====== Excerpted data ======

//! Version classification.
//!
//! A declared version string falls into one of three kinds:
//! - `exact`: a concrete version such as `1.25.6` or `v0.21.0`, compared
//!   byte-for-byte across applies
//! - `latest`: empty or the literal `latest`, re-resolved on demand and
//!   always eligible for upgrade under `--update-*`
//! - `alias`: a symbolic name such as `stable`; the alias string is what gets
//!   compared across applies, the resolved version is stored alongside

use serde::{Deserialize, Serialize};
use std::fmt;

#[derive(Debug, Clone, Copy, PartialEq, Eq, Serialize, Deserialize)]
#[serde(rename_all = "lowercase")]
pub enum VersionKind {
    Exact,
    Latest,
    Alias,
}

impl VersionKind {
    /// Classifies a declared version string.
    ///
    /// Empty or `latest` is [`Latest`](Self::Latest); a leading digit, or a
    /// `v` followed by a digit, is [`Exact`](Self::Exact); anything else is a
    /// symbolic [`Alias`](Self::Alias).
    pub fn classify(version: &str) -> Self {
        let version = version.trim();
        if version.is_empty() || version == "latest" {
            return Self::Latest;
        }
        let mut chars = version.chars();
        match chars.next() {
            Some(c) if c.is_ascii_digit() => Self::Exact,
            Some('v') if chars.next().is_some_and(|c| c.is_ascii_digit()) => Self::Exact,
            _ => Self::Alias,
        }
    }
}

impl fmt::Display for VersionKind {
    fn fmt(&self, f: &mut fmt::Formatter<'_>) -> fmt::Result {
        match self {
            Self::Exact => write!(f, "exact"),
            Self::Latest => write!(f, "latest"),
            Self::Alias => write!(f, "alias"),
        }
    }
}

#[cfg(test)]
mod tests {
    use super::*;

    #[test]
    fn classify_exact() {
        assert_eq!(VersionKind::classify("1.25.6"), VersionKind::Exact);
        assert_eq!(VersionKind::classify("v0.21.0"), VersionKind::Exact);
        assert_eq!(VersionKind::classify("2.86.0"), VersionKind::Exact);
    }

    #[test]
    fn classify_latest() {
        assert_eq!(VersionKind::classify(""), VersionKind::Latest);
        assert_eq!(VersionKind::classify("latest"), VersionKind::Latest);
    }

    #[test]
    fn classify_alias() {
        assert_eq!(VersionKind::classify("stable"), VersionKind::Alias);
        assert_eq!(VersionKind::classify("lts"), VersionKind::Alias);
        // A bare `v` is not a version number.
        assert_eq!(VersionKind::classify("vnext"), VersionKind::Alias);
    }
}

======

Provide the number of lines above containing "declared" and nothing else.

2